Диксон так привыкла комментировать поступки мистера Хейла своей хозяйке (которая то слушала ее, то нет, когда была не в настроении), что не заметила пылающих глаз Маргарет и ее расширенные ноздри. Слышать, как отца осуждает перед ней ее же служанка!

– Диксон, – сказала она низким голосом, которым всегда говорила, если была взволнована, и в котором словно слышались отголоски дальней грозы. – Диксон! Ты забываешь, кому ты это говоришь. – Она стояла теперь прямо и твердо на ногах, лицом к лицу со служанкой, устремив на нее пристальный проницательный взгляд. – Я дочь мистера Хейла. Иди! Ты допустила ошибку, и такую, что, я уверена, твое доброе сердце заставит тебя сожалеть об этом, когда ты подумаешь.

Диксон нерешительно слонялась по комнате минуту или две. Маргарет повторила:

– Диксон, ты можешь идти. Я хочу, чтобы ты ушла.

Диксон не знала, возмущаться этими решительными словами или плакать, любой исход подошел бы для ее хозяйки, но она сказала себе: «У мисс Маргарет та же манера, что и у старого джентльмена, так же как и у мастера Фредерика. Удивительно, откуда она у них?» И она, которая возмутилась бы такими словами, будь они сказаны тоном менее надменным и решительным, смягчилась и сказала робко и немного обиженно:

– Можно, я расстегну ваше платье и причешу вас, мисс?

– Нет! Не сегодня, спасибо! – И Маргарет выставила ее из комнаты и заперла дверь.

С этого дня Диксон восхищалась Маргарет и во всем ее слушалась. Она говорила, это потому, что та была так похожа на бедного мастера Фредерика. Но, по правде говоря, Диксон, как и многим другим, нравилось, чтобы ею руководила сильная и решительная натура.

Маргарет потребовалась помощь Диксон в деле и ее молчание. Какое-то время служанка считала своей обязанностью выказывать оскорбленное достоинство и разговаривать с молодой госпожой как можно меньше. Поэтому вся ее энергия претворялась в поступки, а не в разговоры. Две недели были слишком коротким сроком, чтобы подготовиться к такому серьезному переезду. Как-то Диксон сказала:

– Любой джентльмен, вернее, любой другой джентльмен… – но, взглянув на сурово сдвинутые брови Маргарет, поспешно закашлялась и кротко приняла мятный леденец, предложенный Маргарет, чтобы прекратить «легкую щекотку в груди, мисс».

Но почти все, кроме мистера Хейла, достаточно понимали в практических делах, чтобы сообразить, что за такой короткий срок будет трудно выбрать дом в Северном Милтоне или еще где-нибудь, куда они смогут перевезти необходимую мебель из Хелстона.

Миссис Хейл, подавленная всеми неприятностями и необходимостью принимать немедленные решения, которые, казалось, обрушились на нее сразу, и в самом деле заболела.
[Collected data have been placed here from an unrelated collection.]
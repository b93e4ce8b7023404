use std::future::Future;
use std::sync::Arc;
use std::time::Duration;

use async_trait::async_trait;
use tracing::warn;

use osce_core::errors::GatewayError;
use osce_core::generative::{ChatSession, ConversationContext, GenerativeBackend, Turn};

use crate::limiter::RateLimiter;

/// Wraps a backend with the shared [`RateLimiter`] and a per-request timeout.
///
/// Every upstream call, stateless or through a context this backend created,
/// takes a limiter permit first. The timeout covers the call itself, not the
/// time spent queued. Nothing is retried here.
pub struct LimitedBackend<B: GenerativeBackend> {
    inner: B,
    limiter: Arc<RateLimiter>,
    timeout: Duration,
}

impl<B: GenerativeBackend> LimitedBackend<B> {
    pub fn new(inner: B, limiter: Arc<RateLimiter>, timeout: Duration) -> Self {
        Self { inner, limiter, timeout }
    }

    pub fn inner(&self) -> &B {
        &self.inner
    }

    pub fn limiter(&self) -> &Arc<RateLimiter> {
        &self.limiter
    }
}

async fn guarded<T>(
    limiter: &RateLimiter,
    timeout: Duration,
    call: impl Future<Output = Result<T, GatewayError>>,
) -> Result<T, GatewayError> {
    let _permit = limiter.acquire().await?;
    match tokio::time::timeout(timeout, call).await {
        Ok(result) => result,
        Err(_) => {
            warn!(timeout_ms = timeout.as_millis() as u64, "generative call timed out");
            Err(GatewayError::Timeout(timeout))
        }
    }
}

struct LimitedSession {
    inner: ConversationContext,
    limiter: Arc<RateLimiter>,
    timeout: Duration,
}

#[async_trait]
impl ChatSession for LimitedSession {
    async fn send(&mut self, text: &str) -> Result<String, GatewayError> {
        guarded(&self.limiter, self.timeout, self.inner.send(text)).await
    }

    fn history(&self) -> &[Turn] {
        self.inner.history()
    }

    fn close(&mut self) {
        self.inner.close();
    }
}

#[async_trait]
impl<B: GenerativeBackend> GenerativeBackend for LimitedBackend<B> {
    fn name(&self) -> &str {
        self.inner.name()
    }

    fn is_offline(&self) -> bool {
        self.inner.is_offline()
    }

    async fn create_context(
        &self,
        framing: &str,
        prior_turns: &[Turn],
    ) -> Result<ConversationContext, GatewayError> {
        // Opening a context is local bookkeeping for most backends, so it is
        // bounded by the timeout but does not spend quota.
        let inner = tokio::time::timeout(self.timeout, self.inner.create_context(framing, prior_turns))
            .await
            .map_err(|_| GatewayError::Timeout(self.timeout))??;
        let session = LimitedSession {
            inner,
            limiter: self.limiter.clone(),
            timeout: self.timeout,
        };
        Ok(ConversationContext::new(framing, Box::new(session)))
    }

    async fn send_once_stateless(&self, framing: &str, text: &str) -> Result<String, GatewayError> {
        guarded(&self.limiter, self.timeout, self.inner.send_once_stateless(framing, text)).await
    }
}
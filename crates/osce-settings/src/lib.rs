//! Layered configuration for the interview engine.
//!
//! Settings are loaded from three layers (in priority order):
//! 1. **Compiled defaults**: [`OsceSettings::default()`]
//! 2. **User file**: `~/.osce/settings.json` or an explicit path, deep-merged over defaults
//! 3. **Environment variables**: `MAX_SESSIONS`, `SESSION_TTL`, `GENERATIVE_*`, `OSCE_*`
//!
//! The host loads settings once and passes the pieces it needs to each
//! service; there is no global instance.

pub mod duration;
pub mod errors;
pub mod loader;
pub mod types;

pub use duration::{parse_duration, HumanDuration};
pub use errors::{Result, SettingsError};
pub use loader::{apply_env_overrides, apply_overrides_from, deep_merge, load_settings, load_settings_from_path, settings_path};
pub use types::*;
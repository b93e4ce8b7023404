//! Read-only scenario knowledge.
//!
//! Mirrors the on-disk case document: metadata, the candidate-facing scenario
//! and the hidden `truth` the simulated patient answers from. Every field is
//! optional on input so that sparse authoring never fails to load; the fact
//! resolver supplies canned defaults for anything absent.

use serde::{Deserialize, Serialize};
use serde_json::Value;
use std::collections::BTreeMap;

#[derive(Clone, Debug, Default, PartialEq, Serialize, Deserialize)]
pub struct CaseKnowledge {
    #[serde(default)]
    pub case_metadata: CaseMetadata,
    #[serde(default)]
    pub scenario: Scenario,
    #[serde(default)]
    pub truth: CaseTruth,
}

#[derive(Clone, Debug, Default, PartialEq, Serialize, Deserialize)]
#[serde(default)]
pub struct CaseMetadata {
    pub case_id: String,
    pub title: String,
    pub specialty: Option<String>,
    pub difficulty: Option<String>,
}

#[derive(Clone, Debug, Default, PartialEq, Serialize, Deserialize)]
#[serde(default)]
pub struct Scenario {
    pub station_type: Option<String>,
    pub candidate_instructions: Option<String>,
}

#[derive(Clone, Debug, Default, PartialEq, Serialize, Deserialize)]
#[serde(default)]
pub struct CaseTruth {
    pub demographics: Demographics,
    pub final_diagnosis: Option<String>,
    pub emotional_state: Option<String>,
    pub history: PresentingHistory,
    pub past_medical_history: Option<String>,
    pub medications: Option<String>,
    pub allergies: Option<String>,
    pub social_history: Option<SocialHistory>,
    pub family_history: Option<String>,
    pub ice: Ice,
    pub physical_exam: PhysicalExam,
    pub investigations: Investigations,
}

#[derive(Clone, Debug, Default, PartialEq, Serialize, Deserialize)]
#[serde(default)]
pub struct Demographics {
    pub age: Option<u32>,
    pub sex: Option<String>,
    pub occupation: Option<String>,
}

#[derive(Clone, Debug, Default, PartialEq, Serialize, Deserialize)]
#[serde(default)]
pub struct PresentingHistory {
    pub chief_complaint: Option<String>,
    pub onset: Option<String>,
    pub duration: Option<String>,
    pub character: Option<String>,
    pub description: Option<String>,
    pub radiation: Option<String>,
    pub associated_symptoms: Vec<String>,
    pub exacerbating_factors: Option<String>,
    pub relieving_factors: Option<String>,
    pub severity: Option<String>,
    pub risk_factors: Vec<String>,
}

/// Free text, or a keyed record such as `{"smoking": "20 a day"}`.
#[derive(Clone, Debug, PartialEq, Serialize, Deserialize)]
#[serde(untagged)]
pub enum SocialHistory {
    Text(String),
    Fields(BTreeMap<String, Value>),
}

impl SocialHistory {
    /// Look up a keyed entry whose name contains any of `needles`.
    pub fn field(&self, needles: &[&str]) -> Option<&Value> {
        match self {
            Self::Text(_) => None,
            Self::Fields(map) => map.iter().find_map(|(key, value)| {
                let key = key.to_ascii_lowercase();
                needles.iter().any(|n| key.contains(n)).then_some(value)
            }),
        }
    }
}

/// Ideas, concerns and expectations.
#[derive(Clone, Debug, Default, PartialEq, Serialize, Deserialize)]
#[serde(default)]
pub struct Ice {
    pub ideas: Option<String>,
    pub concerns: Option<String>,
    pub expectations: Option<String>,
}

#[derive(Clone, Debug, Default, PartialEq, Serialize, Deserialize)]
#[serde(default)]
pub struct PhysicalExam {
    pub general: Option<String>,
    pub cardiovascular: Option<String>,
    pub respiratory: Option<String>,
    pub abdomen: Option<String>,
    pub neurological: Option<String>,
    pub vitals: Option<Vitals>,
}

#[derive(Clone, Debug, Default, PartialEq, Serialize, Deserialize)]
#[serde(default)]
pub struct Vitals {
    pub hr: Option<u32>,
    pub bp: Option<String>,
    pub rr: Option<u32>,
    pub spo2: Option<u32>,
    pub temp: Option<f32>,
}

/// Results keyed by test name. Values are usually strings but authors
/// sometimes nest objects or lists, so they stay as raw JSON.
#[derive(Clone, Debug, Default, PartialEq, Serialize, Deserialize)]
#[serde(default)]
pub struct Investigations {
    pub bedside: BTreeMap<String, Value>,
    pub confirmatory: BTreeMap<String, Value>,
}

impl Investigations {
    pub fn bedside(&self, name: &str) -> Option<&Value> {
        lookup_ci(&self.bedside, name)
    }

    pub fn confirmatory(&self, name: &str) -> Option<&Value> {
        lookup_ci(&self.confirmatory, name)
    }
}

fn lookup_ci<'a>(map: &'a BTreeMap<String, Value>, name: &str) -> Option<&'a Value> {
    map.get(name)
        .or_else(|| map.iter().find(|(k, _)| k.eq_ignore_ascii_case(name)).map(|(_, v)| v))
}

impl CaseKnowledge {
    pub fn case_id(&self) -> &str {
        &self.case_metadata.case_id
    }
}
Маргарет почувствовала почти облегчение, когда ее мать фактически слегла и предоставила распоряжаться делами ей. Диксон, верная своей обязанности телохранительницы, преданно ухаживала за своей хозяйкой и только изредка выходила из комнаты миссис Хейл, качая головой и бормоча про себя. Маргарет предпочитала этого не слышать. Ей было ясно только одно: необходимо покинуть Хелстон. Преемник мистера Хейла был уже назначен, сразу после решения отца об отставке. Не стоит здесь задерживаться для его же пользы, а также из-за других соображений. Мистер Хейл возвращался домой каждый вечер все более подавленным после неизбежных прощаний с каждым своим прихожанином. Маргарет, не имея достаточного опыта, чтобы справиться со всеми делами, не знала, к кому обратиться за советом. Кухарка и Шарлотта продолжали работать усердно, несмотря на все эти приготовления и сборы. И поскольку пути назад не было, здравый смысл вскоре помог Маргарет понять, что и как нужно сделать и как это сделать лучше. Но куда они поедут? Через неделю отъезд должен состояться. Сразу в Милтон или куда-нибудь еще? Так много приготовлений зависело от этого решения, что Маргарет решилась спросить отца однажды вечером, несмотря на его явную усталость и подавленное настроение. Он ответил:

– Моя дорогая! Я действительно слишком много думал о другом, чтобы решать еще и это. Что говорит твоя мама? Чего она хочет? Бедная Мария!

В ответ он услышал эхо, более громкое, чем его вздох. Диксон только что вошла в комнату с чашкой чая для мисс Хейл и услышала последние слова мистера Хейла. Защищенная его присутствием от укоряющих глаз Маргарет, она осмелилась сказать:

– Моя бедная хозяйка!

– Ты же не думаешь, что ей стало хуже сегодня? – сказал мистер Хейл, торопливо поворачиваясь.

– Не могу сказать, сэр. Это не мне судить. Болезнь, кажется, больше задела душу, чем тело.

Мистер Хейл выглядел еще более подавленным.

– Тебе лучше отнести маме чай, пока он горячий, Диксон, – сказала Маргарет тихим, но властным тоном.

– Я приношу извинения, мисс! Я была занята размышлениями о моей бедной… о миссис Хейл.

– Папа! – сказала Маргарет, – эта неопределенность плоха для вас обоих. Конечно, мама должна через это пройти, мы не можем ничего поделать, – продолжала она мягче, – но теперь, по крайней мере, нам известен конечный пункт нашего пути. И я думаю, папа, что могу попросить маму помочь мне с подготовкой, если бы ты мне сказал, к чему готовиться. Она не выражала никаких пожеланий, она только думает, что ничего нельзя поделать. Мы направляемся прямо в Милтон? Ты снял там дом?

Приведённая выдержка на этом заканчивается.